Forever blowing bubbles: Slava’s SnowShow, on tour at Grand Opera House, York
Enter Slava’s son Vanya, the first of a multitude of matching clown figures in full-length fleece coats (protecting themselves against the weather in John Motson style). Their dark feet seem to stretch forever, likewise the flaps of their hats, with the wingspan of a plane, forcing them to duck and dive to avoid contact mid-air.
The company of “fools on the loose” is completed by Francesco Bifano, Chris Lynam, Nikolai Terentiev, Yuri Musatov, Aelita West and Bradford West. Together with Zhimo and Polunin Jnr , they move with choreographic precision, yet with room for improvisation too, and they have a wonderful sense of timing, going against comedy’s usual rules for chaos and calamity by slowing everything down for maximum comedic effect.
Zhimo duly excels in a scene where he conducts phone calls on oversized yellow and red telephones that match his attire, another where he repeatedly crashes to the floor from a slanting chair and table, and above all when wrapped in a farewell embrace with a trench-coat on a coat stand at a railway platform. Charlie Chaplin would have loved it..
In this theatre of the absurd, Slava’s Snow Show takes the form of a work of art wherein each scene paints a picture that comes alive, whether for a shark fin to protrude from a misty sea or for clowns and audience alike to become entangled in a huge spider’s web spun the stage across the Stalls in the magical climax to the first half.
Zhimo’s journey becomes ever more prominent in Act Two, whose finale is a blizzard conducted by Zhimo’s chicken figure as if he were The Tempest’s Prospero, leaving the audience knee deep in (paper) snow and wreathed in smiles; their joy heightened by the release of giant balloons to bounce around the auditorium.

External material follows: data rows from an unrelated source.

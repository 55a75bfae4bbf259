//! Builder for session managers.

use std::path::PathBuf;
use std::time::Duration;

use secrecy::SecretString;

use super::SessionManager;
use crate::platform::PlatformDefinition;
use crate::transport::config::{AuthMethod, HostKeyVerification};

/// Builder for constructing a [`SessionManager`].
///
/// # Example
///
/// ```rust
/// use std::time::Duration;
/// use tacbundle::session::SessionManager;
/// use tacbundle::transport::{HostKeyVerification, SshConnector};
///
/// let manager = SessionManager::builder(SshConnector::default())
///     .port(2222)
///     .private_key("/home/ops/.ssh/id_ed25519")
///     .timeout(Duration::from_secs(10))
///     .host_key_verification(HostKeyVerification::Strict)
///     .build();
/// ```
pub struct SessionManagerBuilder<C> {
    connector: C,
    port: u16,
    auth: AuthMethod,
    timeout: Duration,
    command_timeout: Duration,
    close_timeout: Duration,
    host_key_verification: HostKeyVerification,
    known_hosts_path: Option<PathBuf>,
    platform: PlatformDefinition,
}

impl<C> SessionManagerBuilder<C> {
    pub(super) fn new(connector: C) -> Self {
        Self {
            connector,
            port: 22,
            auth: AuthMethod::Prompt,
            timeout: Duration::from_secs(30),
            command_timeout: Duration::from_secs(60),
            close_timeout: Duration::from_secs(5),
            host_key_verification: HostKeyVerification::default(),
            known_hosts_path: None,
            platform: PlatformDefinition::default(),
        }
    }

    /// Set the SSH port (default: 22).
    pub fn port(mut self, port: u16) -> Self {
        self.port = port;
        self
    }

    /// Set password authentication.
    pub fn password(mut self, password: impl Into<String>) -> Self {
        self.auth = AuthMethod::Password(SecretString::from(password.into()));
        self
    }

    /// Ask for the password when a session opens (the default).
    pub fn prompt_password(mut self) -> Self {
        self.auth = AuthMethod::Prompt;
        self
    }

    /// Set private key authentication.
    pub fn private_key(mut self, key_path: impl Into<PathBuf>) -> Self {
        self.auth = AuthMethod::PrivateKey {
            path: key_path.into(),
            passphrase: None,
        };
        self
    }

    /// Set private key authentication with passphrase.
    pub fn private_key_with_passphrase(
        mut self,
        key_path: impl Into<PathBuf>,
        passphrase: impl Into<String>,
    ) -> Self {
        self.auth = AuthMethod::PrivateKey {
            path: key_path.into(),
            passphrase: Some(SecretString::from(passphrase.into())),
        };
        self
    }

    /// Set the authentication method directly.
    pub fn auth(mut self, auth: AuthMethod) -> Self {
        self.auth = auth;
        self
    }

    /// Set the connection timeout.
    pub fn timeout(mut self, timeout: Duration) -> Self {
        self.timeout = timeout;
        self
    }

    /// Set the default per-command timeout.
    pub fn command_timeout(mut self, timeout: Duration) -> Self {
        self.command_timeout = timeout;
        self
    }

    /// Set how long closing may take before it is abandoned.
    pub fn close_timeout(mut self, timeout: Duration) -> Self {
        self.close_timeout = timeout;
        self
    }

    /// Set the host key verification mode.
    pub fn host_key_verification(mut self, mode: HostKeyVerification) -> Self {
        self.host_key_verification = mode;
        self
    }

    /// Use a known_hosts file other than `~/.ssh/known_hosts`.
    pub fn known_hosts_path(mut self, path: impl Into<PathBuf>) -> Self {
        self.known_hosts_path = Some(path.into());
        self
    }

    /// Set a custom platform definition.
    pub fn platform(mut self, platform: PlatformDefinition) -> Self {
        self.platform = platform;
        self
    }

    /// Build the manager. No connection is made until a session is opened.
    pub fn build(self) -> SessionManager<C> {
        SessionManager {
            connector: self.connector,
            port: self.port,
            auth: self.auth,
            connect_timeout: self.timeout,
            command_timeout: self.command_timeout,
            close_timeout: self.close_timeout,
            host_key_verification: self.host_key_verification,
            known_hosts_path: self.known_hosts_path,
            platform: self.platform,
        }
    }
}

It takes four leaf blowers to clear up the mess after each SnowShow, which would make a show in itself, but as the snowfalls continue this week, make sure you find warmth and joy inside the Grand Opera House before clown-time is over. Children and the inner child in adults alike will have a (snow) ball.
Slava’s SnowShow, Grand Opera House, York, tonight and tomorrow, 7.30pm; Saturday, 2.30pm and 7.30pm; Sunday, 2pm and 6pm. Box office: atgtickets.com/york. Age guidance: eight upwards.